Some folks might be less willing to accept concrete help than others. If you have offered and have been refused, don't take offence. You might try asking again a few weeks later, or you might try directly asking your friend what, exactly, it is you could do to help most. I am told by other cancer survivors that there can be a fine line between maintaining a sense of privacy and accepting outside help. Your friend may not yet know where that line lies for himself or herself.
The tendancy is to focus attention on the individual dealing first-hand with cancer. But the needs of the partner or main support-giver can often get lost in the haze. See if there is anything you can do to make this person's life a little easier. He or she may just need a willing ear to listen, may need company for an excursion to a distracting movie, or may need something completely different to take his or her mind off things. Try being creative -- a coupon for a therapeutic massage, a distracting video, a walk in the park feeding ducks, ... If you reach out, you may be able to provide more help than you can imagine. (And helping the support-person can greatly help the person dealing directly with cancer too.)

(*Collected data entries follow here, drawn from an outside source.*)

//! Domain model for stored name records.
//!
//! # Responsibility
//! - Define canonical data structures used by core business logic.
//! - Own boundary validation for incoming name pairs.
//!
//! # Invariants
//! - Every record is identified by a server-assigned `NameId`.
//! - Records are append-only; nothing in core mutates a stored record.

pub mod name;
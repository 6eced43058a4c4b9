//! Plain-text rendering of the client view.

use std::fmt::Write;

use namebook_core::NameRecord;

use crate::state::ClientState;

pub const EMPTY_LIST_MESSAGE: &str = "No names added yet.";

const HEADERS: [&str; 3] = ["First Name", "Last Name", "Date Added"];

/// Renders banner, form and table.
pub fn render_view(state: &ClientState) -> String {
    let mut out = String::new();

    if let Some(banner) = state.error() {
        let _ = writeln!(out, "[Error] {}  (dismiss to close)", banner.message);
        out.push('\n');
    }

    let draft = state.draft();
    let _ = writeln!(out, "Name Entry");
    let _ = writeln!(out, "Enter a new name below");
    let _ = writeln!(
        out,
        "  First Name: {}",
        placeholder(&draft.first_name, "Enter first name")
    );
    let _ = writeln!(
        out,
        "  Last Name:  {}",
        placeholder(&draft.last_name, "Enter last name")
    );
    let _ = writeln!(out, "  [ {} ]", state.submit_label());
    out.push('\n');

    let _ = writeln!(out, "Names List");
    let _ = writeln!(out, "All registered names");
    out.push_str(&render_table(state.names()));
    out
}

/// Renders the names table, or the empty-list message.
pub fn render_table(names: &[NameRecord]) -> String {
    if names.is_empty() {
        return format!("{EMPTY_LIST_MESSAGE}\n");
    }

    let rows: Vec<[String; 3]> = names
        .iter()
        .map(|record| {
            [
                record.first_name.clone(),
                record.last_name.clone(),
                record.created_at.format("%Y-%m-%d").to_string(),
            ]
        })
        .collect();

    let mut widths = HEADERS.map(|header| header.chars().count());
    for row in &rows {
        for (width, cell) in widths.iter_mut().zip(row) {
            *width = (*width).max(cell.chars().count());
        }
    }

    let mut out = String::new();
    push_row(&mut out, &HEADERS.map(str::to_string), &widths);
    let rule: Vec<String> = widths.iter().map(|w| "-".repeat(*w)).collect();
    let _ = writeln!(out, "{}", rule.join("-+-"));
    for row in &rows {
        push_row(&mut out, row, &widths);
    }
    out
}

fn push_row(out: &mut String, cells: &[String; 3], widths: &[usize; 3]) {
    let padded: Vec<String> = cells
        .iter()
        .zip(widths)
        .map(|(cell, &width)| format!("{cell:<width$}"))
        .collect();
    let _ = writeln!(out, "{}", padded.join(" | ").trim_end());
}

fn placeholder<'a>(value: &'a str, hint: &'a str) -> &'a str {
    if value.is_empty() {
        hint
    } else {
        value
    }
}

#[cfg(test)]
mod tests {
    use super::{render_table, render_view, EMPTY_LIST_MESSAGE};
    use crate::state::{ClientEvent, ClientState, DraftField};
    use chrono::{TimeZone, Utc};
    use namebook_core::NameRecord;

    #[test]
    fn empty_state_shows_placeholder_text() {
        let view = render_view(&ClientState::new());
        assert!(view.contains(EMPTY_LIST_MESSAGE));
        assert!(view.contains("Enter first name"));
        assert!(view.contains("[ Submit ]"));
        assert!(!view.contains("[Error]"));
    }

    #[test]
    fn table_aligns_columns_and_formats_date() {
        let stamp = Utc.with_ymd_and_hms(2026, 2, 13, 10, 0, 0).unwrap();
        let names = vec![NameRecord {
            id: 1,
            first_name: "Ada".to_string(),
            last_name: "Lovelace".to_string(),
            created_at: stamp,
            updated_at: stamp,
        }];

        let table = render_table(&names);
        let lines: Vec<_> = table.lines().collect();
        assert_eq!(lines[0], "First Name | Last Name | Date Added");
        assert_eq!(lines[2], "Ada        | Lovelace  | 2026-02-13");
    }

    #[test]
    fn banner_and_busy_label_are_rendered() {
        let state = ClientState::new()
            .apply(ClientEvent::FieldChanged(DraftField::FirstName, "Ada".into()))
            .state
            .apply(ClientEvent::SubmitRequested)
            .state;
        let view = render_view(&state);
        assert!(view.contains("[Error] Both first name and last name are required"));
        assert!(view.contains("First Name: Ada"));
    }
}
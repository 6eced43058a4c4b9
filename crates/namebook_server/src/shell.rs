//! HTML shell that boots the browser client.

const SHELL_TEMPLATE: &str = include_str!("../assets/index.html");
const TOKEN_PLACEHOLDER: &str = "{{ csrf_token }}";

/// Renders the shell with the session's anti-forgery token in
/// `<meta name="csrf-token">`.
///
/// Tokens are hex strings minted by `CsrfTokens`, so no escaping is applied.
pub fn render_shell(csrf_token: &str) -> String {
    SHELL_TEMPLATE.replace(TOKEN_PLACEHOLDER, csrf_token)
}

#[cfg(test)]
mod tests {
    use super::render_shell;

    #[test]
    fn shell_embeds_token_and_mount_point() {
        let html = render_shell("abc123");
        assert!(html.contains(r#"<meta name="csrf-token" content="abc123">"#));
        assert!(html.contains(r#"<div id="app">"#));
        assert!(html.contains(r#"src="/assets/app.js""#));
        assert!(!html.contains("{{"));
    }
}
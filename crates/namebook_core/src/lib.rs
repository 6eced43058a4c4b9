//! Core domain logic for Namebook.
//! This crate is the single source of truth for name record invariants.

pub mod db;
pub mod logging;
pub mod model;
pub mod repo;
pub mod service;

pub use logging::{default_log_level, init_logging, logging_status, LogConfig, LoggingError};
pub use model::name::{
    FieldIssue, FieldIssueKind, NameField, NameId, NameRecord, NameValidationError, NewName,
};
pub use repo::name_repo::{NameRepository, RepoError, RepoResult, SqliteNameRepository};
pub use service::name_service::NameService;

/// Returns the core crate version.
pub fn core_version() -> &'static str {
    env!("CARGO_PKG_VERSION")
}
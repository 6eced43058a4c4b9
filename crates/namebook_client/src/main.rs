#![forbid(unsafe_code)]

use std::io::Write as _;
use std::path::PathBuf;
use std::time::Instant;

use anyhow::{bail, Context};
use clap::{Parser, Subcommand};
use log::{info, warn};
use namebook_client::repl::HELP;
use namebook_client::{
    parse_command, render_table, render_view, DraftField, HttpNamesApi, MetaTagTokenProvider,
    NameApp, ReplCommand,
};
use namebook_core::{default_log_level, init_logging, LogConfig};
use tokio::io::{AsyncBufReadExt, BufReader};

const DEFAULT_LOG_DIR_NAME: &str = "namebook-client-logs";

type App = NameApp<HttpNamesApi, MetaTagTokenProvider>;

#[derive(Debug, Parser)]
#[command(name = "namebook", version, about = "Terminal client for a Namebook server")]
struct Cli {
    /// Base URL of the server.
    #[arg(long, env = "NAMEBOOK_SERVER_URL", default_value = "http://127.0.0.1:8080")]
    server: String,

    /// trace|debug|info|warn|error
    #[arg(long, env = "NAMEBOOK_LOG_LEVEL")]
    log_level: Option<String>,

    /// Directory for rolling log files.
    #[arg(long, env = "NAMEBOOK_LOG_DIR")]
    log_dir: Option<PathBuf>,

    #[command(subcommand)]
    command: Command,
}

#[derive(Debug, Subcommand)]
enum Command {
    /// Print every registered name.
    List,
    /// Register one name, then print the view.
    Add { first: String, last: String },
    /// Line-based session; type `help` for commands.
    Interactive,
}

impl Cli {
    fn log_config(&self) -> LogConfig {
        let level = self
            .log_level
            .clone()
            .unwrap_or_else(|| default_log_level().to_string());
        let dir = self
            .log_dir
            .clone()
            .filter(|dir| !dir.as_os_str().is_empty())
            .unwrap_or_else(|| std::env::temp_dir().join(DEFAULT_LOG_DIR_NAME));
        LogConfig::new(level, dir)
    }
}

#[tokio::main]
async fn main() -> anyhow::Result<()> {
    let cli = Cli::parse();
    // Logs only go to files here; stdout belongs to the rendered view.
    if let Err(err) = init_logging(&cli.log_config()) {
        eprintln!("logging disabled: {err}");
    }

    let api = HttpNamesApi::new(&cli.server).context("failed to build http client")?;
    let tokens = match api.fetch_token().await {
        Ok(tokens) => tokens,
        Err(err) => {
            warn!("event=token_fetch module=client status=error error={err}");
            MetaTagTokenProvider::default()
        }
    };
    info!("event=client_start module=client status=ok server={}", cli.server);

    let mut app = NameApp::new(api, tokens);
    app.load().await;

    match cli.command {
        Command::List => print!("{}", render_table(app.state().names())),
        Command::Add { first, last } => {
            app.change_field(DraftField::FirstName, first).await;
            app.change_field(DraftField::LastName, last).await;
            app.submit().await;
            print!("{}", render_view(app.state()));
            if let Some(banner) = app.state().error() {
                bail!("{}", banner.message);
            }
        }
        Command::Interactive => interactive(&mut app).await?,
    }
    Ok(())
}

async fn interactive(app: &mut App) -> anyhow::Result<()> {
    let mut lines = BufReader::new(tokio::io::stdin()).lines();
    println!("{HELP}");

    loop {
        app.expire_errors(Instant::now()).await;
        print!("\n{}> ", render_view(app.state()));
        std::io::stdout().flush().context("stdout closed")?;

        let line = match app.next_dismiss_at() {
            Some(due) => tokio::select! {
                line = lines.next_line() => line,
                _ = tokio::time::sleep_until(tokio::time::Instant::from_std(due)) => {
                    println!();
                    continue;
                }
            },
            None => lines.next_line().await,
        };
        let Some(line) = line.context("failed to read stdin")? else {
            return Ok(());
        };

        match parse_command(&line) {
            Some(ReplCommand::Set(field, value)) => app.change_field(field, value).await,
            Some(ReplCommand::Submit) => app.submit().await,
            Some(ReplCommand::Dismiss) => app.dismiss_error().await,
            Some(ReplCommand::Reload) => app.load().await,
            Some(ReplCommand::Quit) => return Ok(()),
            None if line.trim().is_empty() => {}
            None => println!("{HELP}"),
        }
    }
}
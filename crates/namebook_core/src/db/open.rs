//! Connection bootstrap utilities for SQLite.
//!
//! # Responsibility
//! - Open file or in-memory SQLite connections.
//! - Configure connection pragmas required by core behavior.
//! - Trigger schema migrations before returning a usable connection.
//!
//! # Invariants
//! - Returned connections have `foreign_keys=ON`.
//! - Returned connections have migrations fully applied.

use super::migrations::apply_migrations;
use super::DbResult;
use log::{error, info};
use rusqlite::Connection;
use std::path::Path;
use std::time::{Duration, Instant};

const BUSY_TIMEOUT: Duration = Duration::from_secs(5);

/// Opens a SQLite database file and applies all pending migrations.
///
/// # Side effects
/// - Creates the file when it does not exist.
/// - Emits `db_open` logging events with duration and status.
pub fn open_db(path: impl AsRef<Path>) -> DbResult<Connection> {
    open_with("file", || Connection::open(path))
}

/// Opens an in-memory SQLite database and applies all pending migrations.
pub fn open_db_in_memory() -> DbResult<Connection> {
    open_with("memory", Connection::open_in_memory)
}

fn open_with(
    mode: &'static str,
    opener: impl FnOnce() -> rusqlite::Result<Connection>,
) -> DbResult<Connection> {
    let started_at = Instant::now();
    info!("event=db_open module=db status=start mode={mode}");

    let mut conn = opener().map_err(|err| {
        error!(
            "event=db_open module=db status=error mode={} duration_ms={} error_code=db_open_failed error={}",
            mode,
            started_at.elapsed().as_millis(),
            err
        );
        err
    })?;

    if let Err(err) = bootstrap_connection(&mut conn) {
        error!(
            "event=db_open module=db status=error mode={} duration_ms={} error_code=db_bootstrap_failed error={}",
            mode,
            started_at.elapsed().as_millis(),
            err
        );
        return Err(err);
    }

    info!(
        "event=db_open module=db status=ok mode={} duration_ms={}",
        mode,
        started_at.elapsed().as_millis()
    );
    Ok(conn)
}

fn bootstrap_connection(conn: &mut Connection) -> DbResult<()> {
    conn.execute_batch("PRAGMA foreign_keys = ON;")?;
    conn.busy_timeout(BUSY_TIMEOUT)?;
    apply_migrations(conn)?;
    Ok(())
}
//! Anti-forgery token providers injected into the client driver.

use once_cell::sync::Lazy;
use regex::Regex;

static CSRF_META_RE: Lazy<Regex> = Lazy::new(|| {
    Regex::new(r#"<meta\s+name="csrf-token"\s+content="([^"]*)"\s*/?>"#)
        .expect("valid csrf meta regex")
});

/// Source of the per-session token sent with mutating requests.
pub trait TokenProvider: Send + Sync {
    /// `None` when no token is available; creates then fail locally.
    fn csrf_token(&self) -> Option<String>;
}

/// Fixed token, or none at all.
#[derive(Debug, Clone, Default, PartialEq, Eq)]
pub struct StaticTokenProvider {
    token: Option<String>,
}

impl StaticTokenProvider {
    pub fn new(token: impl Into<String>) -> Self {
        Self {
            token: Some(token.into()),
        }
    }

    pub fn empty() -> Self {
        Self::default()
    }
}

impl TokenProvider for StaticTokenProvider {
    fn csrf_token(&self) -> Option<String> {
        self.token.clone()
    }
}

/// Reads the token from the `csrf-token` meta tag of a served shell page.
#[derive(Debug, Clone, Default, PartialEq, Eq)]
pub struct MetaTagTokenProvider {
    token: Option<String>,
}

impl MetaTagTokenProvider {
    pub fn from_html(html: &str) -> Self {
        let token = CSRF_META_RE
            .captures(html)
            .and_then(|caps| caps.get(1))
            .map(|m| m.as_str().to_string())
            .filter(|token| !token.is_empty());
        Self { token }
    }
}

impl TokenProvider for MetaTagTokenProvider {
    fn csrf_token(&self) -> Option<String> {
        self.token.clone()
    }
}
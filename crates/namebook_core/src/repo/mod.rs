//! Repository layer abstractions and persistence implementations.
//!
//! # Responsibility
//! - Define use-case oriented data access contracts.
//! - Isolate SQLite query details from service orchestration.
//!
//! # Invariants
//! - Write paths only accept validated `NewName` input.
//! - Read paths reject invalid persisted state instead of masking it.

pub mod name_repo;
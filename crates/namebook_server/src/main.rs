#![forbid(unsafe_code)]

use anyhow::Context;
use clap::Parser;
use log::{info, warn};
use namebook_core::db::open_db;
use namebook_core::init_logging;
use namebook_server::{build_router, AppState, ServerConfig};
use tokio::net::TcpListener;

#[tokio::main]
async fn main() -> anyhow::Result<()> {
    let config = ServerConfig::parse();
    init_logging(&config.log_config()).context("logging init failed")?;

    let db_path = config.resolved_db_path();
    let conn = open_db(&db_path)
        .with_context(|| format!("failed to open database `{}`", db_path.display()))?;
    let app = build_router(AppState::new(conn));

    let listener = TcpListener::bind(config.bind)
        .await
        .with_context(|| format!("failed to bind {}", config.bind))?;
    info!(
        "event=server_start module=server status=ok bind={} db_path={}",
        config.bind,
        db_path.display()
    );

    axum::serve(listener, app)
        .with_graceful_shutdown(shutdown_signal())
        .await
        .context("server loop failed")?;

    info!("event=server_stop module=server status=ok");
    Ok(())
}

async fn shutdown_signal() {
    if let Err(err) = tokio::signal::ctrl_c().await {
        warn!("event=signal_listen module=server status=error error={err}");
        std::future::pending::<()>().await;
    }
}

As much as we all want to believe "Everything is going to be all right!", hearing people say that can make someone living with cancer feel like the gravitiy of their plight is being trivialized or under-appreciated. Although that statement is very optimistic and well-intended, it can convey a lack of understanding about the severity of the situation.
Statements I myself have found more helpful include "We think about you every day," "You are in our prayers," "I wish I was there to give you a great big hug," "If only there were something I could actually do to make this easier for you," etc. This may be a personal preference, but I find the latter statements more heartfelt and touching.
Sometimes, the cancer survivor can feel overwhelmed by telephone
calls. Always ask if your timing is appropriate, and if it isn't, then
just convey your good wishes and offer your friend the option to call
you back when convenient. See if there is a particular time for
convenient phone calls. And be sensitive to the possibility that your
friend may need short breaks from phone contact at difficult times.
Try sending faxes, postcards, letters, or emails, or consider
leaving voice messages instead (you might even mention that your call
doesn't necessarily have
to be returned). These can be incredibly uplifting.